Per coerenza con la forza del sorriso, a Emanuela quasi ne scappa un altro anche quando parla della sua terapia: «Avendo io diverse lesioni anche al midollo sin dalla prima risonanza, mi è stata prescritta subito una terapia di seconda linea, il Natalizumab, che si fa con un’infusione mensile. Mi ha subito entusiasmato il fatto che non comportasse effetti collaterali tranne il rischio di morire … Scherzi a parte, all’inizio questa terapia mi ha terrorizzato per il rischio di sviluppare la PML (Leucoencefalopatia Multifocale Progressiva), che può essere mortale. Ma so che è una cosa veramente rara, io stessa sono costantemente monitorata e, in effetti, sto molto bene. Solo mi piacerebbe avere questa terapia in forma orale, speriamo arrivi».

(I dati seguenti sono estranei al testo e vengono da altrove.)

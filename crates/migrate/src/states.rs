use models::{ExecutionErrorState, ExecutionErrorOption, NoDataOption, NoDataState};

/// Translate a legacy no-data option into a NoDataState.
/// Unknown options are logged and translate to NoData.
pub fn translate_no_data(option: &str) -> NoDataState {
    match NoDataOption::parse(option) {
        Some(option) => no_data_state(option),
        None => {
            let state = NoDataState::NoData;
            tracing::warn!(
                old = option,
                new = %state,
                "unable to translate legacy NoData option, using default"
            );
            state
        }
    }
}

/// Translate a legacy execution error option into an ExecutionErrorState.
/// Unknown options are logged and translate to ErrorErrState.
pub fn translate_exec_err(option: &str) -> ExecutionErrorState {
    match ExecutionErrorOption::parse(option) {
        Some(option) => exec_err_state(option),
        None => {
            let state = ExecutionErrorState::ErrorErrState;
            tracing::warn!(
                old = option,
                new = %state,
                "unable to translate legacy execution error option, using default"
            );
            state
        }
    }
}

fn no_data_state(option: NoDataOption) -> NoDataState {
    match option {
        NoDataOption::Ok => NoDataState::Ok,
        NoDataOption::NoData => NoDataState::NoData,
        NoDataOption::Alerting => NoDataState::Alerting,
        // The engine raises a dedicated DatasourceNoData alert for the NoData
        // state instead of firing the rule, which a silence then suppresses.
        NoDataOption::KeepState => NoDataState::NoData,
    }
}

fn exec_err_state(option: ExecutionErrorOption) -> ExecutionErrorState {
    match option {
        ExecutionErrorOption::Alerting => ExecutionErrorState::AlertingErrState,
        // As with NoData, the Error state raises a dedicated DatasourceError alert.
        ExecutionErrorOption::KeepState => ExecutionErrorState::ErrorErrState,
        ExecutionErrorOption::Ok => ExecutionErrorState::OkErrState,
    }
}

Intanto, per continuare a vivere riuscendo a sorridere alle proprie giornate, oltre al lavoro contano i familiari, gli amici e i conoscenti: «All’inizio mi guardavano tutti come se fossi stata condannata a morte. Ho detto a tutti di smetterla, di continuare a trattarmi come facevano prima di sapere che avevo la sclerosi multipla. Mi hanno preso in parola, a volte anche troppo. E allora, nei giorni no, quando la fatica si fa sentire, quando non è cosa proprio che io possa uscire la sera, lo dico senza vergognarmene e faccio quello che è giusto fare».

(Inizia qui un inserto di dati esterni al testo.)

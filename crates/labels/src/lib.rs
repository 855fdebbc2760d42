// NOTE constants in this file are interpreted by the alerting engine and
// by notification routing. They must not change once rules are migrated.

use std::collections::BTreeMap;

// Rule labels.
pub const ALERT_NAME: &str = "alertname";
pub const RULE_UID: &str = "rule_uid";
/// Marks a rule as migrated, to be routed through its legacy channels.
pub const USE_LEGACY_CHANNELS: &str = "__legacy_use_channels__";
/// Prefix of the per-channel routing labels. See `contact_label()`.
pub const CONTACT_PREFIX: &str = "__legacy_c_";
pub const CONTACT_SUFFIX: &str = "__";
pub const TRUE: &str = "true";

// Rule annotations.
pub const DASHBOARD_UID: &str = "__dashboardUid__";
pub const PANEL_ID: &str = "__panelId__";
pub const ALERT_ID: &str = "__alertId__";
pub const MESSAGE: &str = "message";

mod rule;
pub use rule::{build_annotations, build_labels, silence_matching_label};

/// LabelSet is an ordered mapping of label names to values.
pub type LabelSet = BTreeMap<String, String>;

/// Name of the label which routes a migrated rule to the legacy channel `name`.
pub fn contact_label(name: &str) -> String {
    format!("{CONTACT_PREFIX}{name}{CONTACT_SUFFIX}")
}

/// Update a LabelSet, replacing any current value of `name` with `value`.
pub fn set_value(set: &mut LabelSet, name: &str, value: &str) {
    set.insert(name.to_string(), value.to_string());
}

/// Names of the legacy channels which a LabelSet routes to, in label order.
pub fn contacts(set: &LabelSet) -> impl Iterator<Item = &str> {
    set.range(CONTACT_PREFIX.to_string()..)
        .map(|(name, _)| name.as_str())
        .take_while(|name| name.starts_with(CONTACT_PREFIX))
        .filter_map(|name| {
            name.strip_prefix(CONTACT_PREFIX)
                .and_then(|n| n.strip_suffix(CONTACT_SUFFIX))
        })
}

E poi c’è il mare. Un amico davvero speciale, per Emanuela.
«Io amo il mare. È la mia seconda terapia. Noi di Galatina siamo a metà tra Jonio e Adriatico, una ventina di chilometri e arriviamo. Appena posso, prendo l’auto e ci vado: il mare mi alleggerisce tantissimo la giornata. Un’altra terapia che non deve mancare mai nella mia giornata è l’ottimismo. Noi persone con SM così: non perdiamo la speranza, né la voglia di vivere. Nella fatica che c’è, nella preoccupazione per gli effetti collaterali della terapia, in tutto questo io ho aumentato la mia voglia di vivere e l’ottimismo: per me è una medicina essenziale».
L’ultimo pensiero di Emanuela è per AISM:
«Ho un amico dai tempi del liceo che ha la SM come me. Lui è molto impegnato anche per sensibilizzare gli altri, è attivo nella preparazione dei punti di solidarietà della Mela di AISM e della Gardensia. Ed è vero, ho scoperto anche io che l’Associazione funziona molto bene. E informa bene: quando cerco una notizia solida vado sul sito dell’AISM».
Insieme siamo sempre più forti che da soli. Insieme i nostri diritti sorridono.